We may pause for a moment before concluding, to notice its excellence. With the spiritual power and divine authority which it possesses in common with all other versions and with its inspired originals, w7e are not now concerned. Its diction and its correctness are what here invite remark. No one can be at all familiar with this version without being aware of the matchless simplicity, beauty, and purity of its diction.

The English Bible — it is peculiarly English. A curious and yet instructive analysis has been made of its style, in connection with the styles of fourteen eminent English writers, from Spencer to Johnson. That of our translation is by far the purest of them all; one-twenty-ninth only of its words are of other than English origin; while one-third of Gibbon's, and one-fourth of Johnson's, originally came from abroad. Conveying to us the most important truths, and designed to instruct the illiterate and uncultivated as well as the scholar, it employs those words and those classes of words which are in earliest, fondest and most frequent use. It shuns or rather knows not the language of philosophy and science, but uses those words which find a ready response in every English heart. Herein appears the wisdom of God in ordering its preparation at the period in which it was made. Our language was at that time settled. Before then its character was fluctuating; it then assumed a fixed form. Since then it has undergone some changes, and received some additions, which, though not rendering it less intelligible to scholars, have made it deviate somewhat from the simplicity and clearness and speciality of the popular speech. Had the Bible been translated at any other time, it would have been like some of the earlier versions, clothed in the forms of an obsolete tongue; or perhaps, like some modern paraphrases, decked out in the less simple and universally familiar garb of a Latin and French philosophical style. But it is translated in the tongue "that Shakspeare spake," a tongue which must ever be intelligible so long as the English people remain English.

It is to be observed, moreover, that the language of the Bible, its style, seems now irrecoverable. It is as though the speech consecrated by that noble use refused to be profaned by being employed to express either the wisdom or the folly of a later age. All the outcry against the faithfulness and the correctness of this version avails little. Increasing Biblical knowledge has indeed thrown brighter light' on many passages, but it has not shown that grave and essential errors of translation exist.

The scholar can resort to the original, and if need be communicate to others the results of his studies; but it would throw the Christian world into inextricable confusion, it would destroy the universality of much of our existing literature almost as effectually as in the Dream in the Eclipse of Faith it was destroyed by the Bible's becoming a blank; it would annihilate the common dialect of the English and American Christian world, to substitute a new for our beloved old version of the Scriptures.
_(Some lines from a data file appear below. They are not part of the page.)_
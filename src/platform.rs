//! Platform classification from canonical URLs.
//!
//! Classification is a pure function of the canonical URL: the same URL
//! always maps to the same platform, and therefore to the same strategy
//! ordering. The signature table is data, not branching logic, so adding a
//! platform is an additive change.

use std::fmt;

use url::Url;

/// Media platforms with dedicated extraction strategies.
///
/// Anything that matches no signature classifies as [`Platform::Generic`]
/// and retrieves through the single best-effort strategy.
#[derive(Debug, Clone, Copy, PartialEq, Eq, Hash)]
pub enum Platform {
    YouTube,
    Instagram,
    TikTok,
    Facebook,
    Twitter,
    Generic,
}

/// Ordered platform signatures: host suffixes checked most-specific first.
const SIGNATURES: &[(&str, Platform)] = &[
    ("youtube.com", Platform::YouTube),
    ("youtu.be", Platform::YouTube),
    ("instagram.com", Platform::Instagram),
    ("tiktok.com", Platform::TikTok),
    ("facebook.com", Platform::Facebook),
    ("fb.watch", Platform::Facebook),
    ("twitter.com", Platform::Twitter),
    ("x.com", Platform::Twitter),
];

impl Platform {
    /// Classifies a canonical URL into a platform.
    ///
    /// Matches the URL host against the signature table, accepting the exact
    /// host or any subdomain of it (`m.youtube.com`, `vm.tiktok.com`).
    /// Unparseable URLs and unmatched hosts classify as `Generic`.
    #[must_use]
    pub fn detect(canonical_url: &str) -> Self {
        let Some(host) = Url::parse(canonical_url)
            .ok()
            .and_then(|parsed| parsed.host_str().map(str::to_ascii_lowercase))
        else {
            return Self::Generic;
        };

        for (signature, platform) in SIGNATURES {
            if host == *signature || host.ends_with(&format!(".{signature}")) {
                return *platform;
            }
        }
        Self::Generic
    }

    /// Returns the platform's lowercase name for logs and reports.
    #[must_use]
    pub fn as_str(self) -> &'static str {
        match self {
            Self::YouTube => "youtube",
            Self::Instagram => "instagram",
            Self::TikTok => "tiktok",
            Self::Facebook => "facebook",
            Self::Twitter => "twitter",
            Self::Generic => "generic",
        }
    }
}

impl fmt::Display for Platform {
    fn fmt(&self, f: &mut fmt::Formatter<'_>) -> fmt::Result {
        f.write_str(self.as_str())
    }
}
We may confidently hope that the Providence of God will never permit such a measure to be carried out. We may expect that the English Bible, which has comforted so many Christian, and converted so many unchristian, hearts, which has enlightened and guided so many erring intellects, which has been the rhetorical no less than the spiritual teacher of such authors as Bunyan and Baxter and Addison and Wordsworth, will still teach and gladden and guide their successors to the end of time. And now we know of no fitter words with which to close this Article than those of one who, once familiar with this noble version, now in his alienation from the faith and the church of which it is the bulwark, thus in words of lamentation and unwilling praise bears witness to its power. "Who will not say that the uncommon beauty and marvellous English of the Protestant Bible is not one of the great strong holds of heresy in this country? It lives on the ear like a music that can never be forgotten, like the sound of church bells, which the convert hardly knows how he can forego. Its felicities often seem to be almost things rather than mere words. It is part of the national mind and the anchor of national seriousness. * * * The memory of the dead passes into it. The potent traditions of childhood are stereotyped in its verses. The power of all the griefs and trials of a man is hidden beneath its words. It is the representation of his best moments, and all that there has been about him of soft and gentle and pure and penitent and good speaks to him forever out of his English Bible. * * * It is his sacred thing which doubt has never dimmed and controversy never soiled. In the length and breadth of the land there is not a Protestant with one spark of religiousness about him, whose spiritual biography is not in his Saxon Bible."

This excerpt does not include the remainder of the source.